▶ **Required work**
Give an exact copy of the lines from the beginning of the listing below to the "pub fn damping_ratio(&self)" line, inclusive.

▶ **The records**
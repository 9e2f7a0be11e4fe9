//! Damped harmonic oscillator shared by every spring-driven value (keycaps,
//! cursor dot and ring).
//!
//! Integration is semi-implicit Euler in fixed substeps of at most
//! [`SPRING_MAX_SUBSTEP_SEC`], which keeps stiff springs stable at any frame
//! rate. Frame gaps longer than [`SPRING_MAX_FRAME_SEC`] are clamped.

use glam::Vec2;

use crate::constants::*;

#[derive(Clone, Copy, Debug, PartialEq)]
pub struct SpringConfig {
    pub stiffness: f32,
    pub damping: f32,
    pub mass: f32,
}

impl SpringConfig {
    pub const fn new(stiffness: f32, damping: f32, mass: f32) -> Self {
        Self {
            stiffness,
            damping,
            mass,
        }
    }

    /// Critically damped spring: `damping = 2 * sqrt(stiffness * mass)`.
    pub fn critical(stiffness: f32, mass: f32) -> Self {
        Self::new(stiffness, 2.0 * (stiffness * mass).sqrt(), mass)
    }

    /// `damping / (2 * sqrt(stiffness * mass))`; 1.0 is critical.
    pub fn damping_ratio(&self) -> f32 {
        self.damping / (2.0 * (self.stiffness * self.mass).sqrt())
    }

    fn acceleration(&self, displacement: f32, velocity: f32) -> f32 {
        (-self.stiffness * displacement - self.damping * velocity) / self.mass
    }
}

impl Default for SpringConfig {
    fn default() -> Self {
        Self::critical(KEYCAP_STIFFNESS, KEYCAP_MASS)
    }
}

fn substeps(dt: f32) -> (u32, f32) {
    let dt = dt.clamp(0.0, SPRING_MAX_FRAME_SEC);
    if dt == 0.0 {
        return (0, 0.0);
    }
    let n = (dt / SPRING_MAX_SUBSTEP_SEC).ceil().max(1.0) as u32;
    (n, dt / n as f32)
}

/// Scalar spring chasing a target.
#[derive(Clone, Debug, PartialEq)]
pub struct Spring {
    pub config: SpringConfig,
    value: f32,
    velocity: f32,
    target: f32,
}

impl Spring {
    /// A spring at rest on `value`.
    pub fn new(value: f32, config: SpringConfig) -> Self {
        Self {
            config,
            value,
            velocity: 0.0,
            target: value,
        }
    }

    pub fn value(&self) -> f32 {
        self.value
    }

    pub fn velocity(&self) -> f32 {
        self.velocity
    }

    pub fn target(&self) -> f32 {
        self.target
    }

    pub fn set_target(&mut self, target: f32) {
        if target.is_finite() {
            self.target = target;
        }
    }

    /// Jumps to `value` and stops.
    pub fn snap(&mut self, value: f32) {
        self.value = value;
        self.target = value;
        self.velocity = 0.0;
    }

    pub fn is_at_rest(&self) -> bool {
        self.value == self.target && self.velocity == 0.0
    }

    /// Advances by `dt` seconds.
    pub fn update(&mut self, dt: f32) {
        if self.is_at_rest() {
            return;
        }
        let (n, h) = substeps(dt);
        for _ in 0..n {
            let a = self
                .config
                .acceleration(self.value - self.target, self.velocity);
            self.velocity += a * h;
            self.value += self.velocity * h;
        }
        if (self.value - self.target).abs() < SPRING_REST_EPSILON
            && self.velocity.abs() < SPRING_REST_EPSILON
        {
            self.snap(self.target);
        }
    }
}

/// Two-dimensional spring; both axes share one config.
#[derive(Clone, Debug, PartialEq)]
pub struct SpringVec2 {
    pub config: SpringConfig,
    value: Vec2,
    velocity: Vec2,
    target: Vec2,
}

impl SpringVec2 {
    pub fn new(value: Vec2, config: SpringConfig) -> Self {
        Self {
            config,
            value,
            velocity: Vec2::ZERO,
            target: value,
        }
    }

    pub fn value(&self) -> Vec2 {
        self.value
    }

    pub fn target(&self) -> Vec2 {
        self.target
    }

    pub fn set_target(&mut self, target: Vec2) {
        if target.is_finite() {
            self.target = target;
        }
    }

    pub fn snap(&mut self, value: Vec2) {
        self.value = value;
        self.target = value;
        self.velocity = Vec2::ZERO;
    }

    pub fn update(&mut self, dt: f32) {
        if self.value == self.target && self.velocity == Vec2::ZERO {
            return;
        }
        let (n, h) = substeps(dt);
        let SpringConfig {
            stiffness,
            damping,
            mass,
        } = self.config;
        for _ in 0..n {
            let a = (-(self.value - self.target) * stiffness - self.velocity * damping) / mass;
            self.velocity += a * h;
            self.value += self.velocity * h;
        }
        if self.value.distance(self.target) < SPRING_REST_EPSILON
            && self.velocity.length() < SPRING_REST_EPSILON
        {
            self.snap(self.target);
        }
    }
}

▶ **Task solution**
repository 9e2f7a0be11e4fe9
//! Damped harmonic oscillator shared by every spring-driven value (keycaps,
//! cursor dot and ring).
//!
//! Integration is semi-implicit Euler in fixed substeps of at most
//! [`SPRING_MAX_SUBSTEP_SEC`], which keeps stiff springs stable at any frame
//! rate. Frame gaps longer than [`SPRING_MAX_FRAME_SEC`] are clamped.

use glam::Vec2;

use crate::constants::*;

#[derive(Clone, Copy, Debug, PartialEq)]
pub struct SpringConfig {
    pub stiffness: f32,
    pub damping: f32,
    pub mass: f32,
}

impl SpringConfig {
    pub const fn new(stiffness: f32, damping: f32, mass: f32) -> Self {
        Self {
            stiffness,
            damping,
            mass,
        }
    }

    /// Critically damped spring: `damping = 2 * sqrt(stiffness * mass)`.
    pub fn critical(stiffness: f32, mass: f32) -> Self {
        Self::new(stiffness, 2.0 * (stiffness * mass).sqrt(), mass)
    }

    /// `damping / (2 * sqrt(stiffness * mass))`; 1.0 is critical.
    pub fn damping_ratio(&self) -> f32 {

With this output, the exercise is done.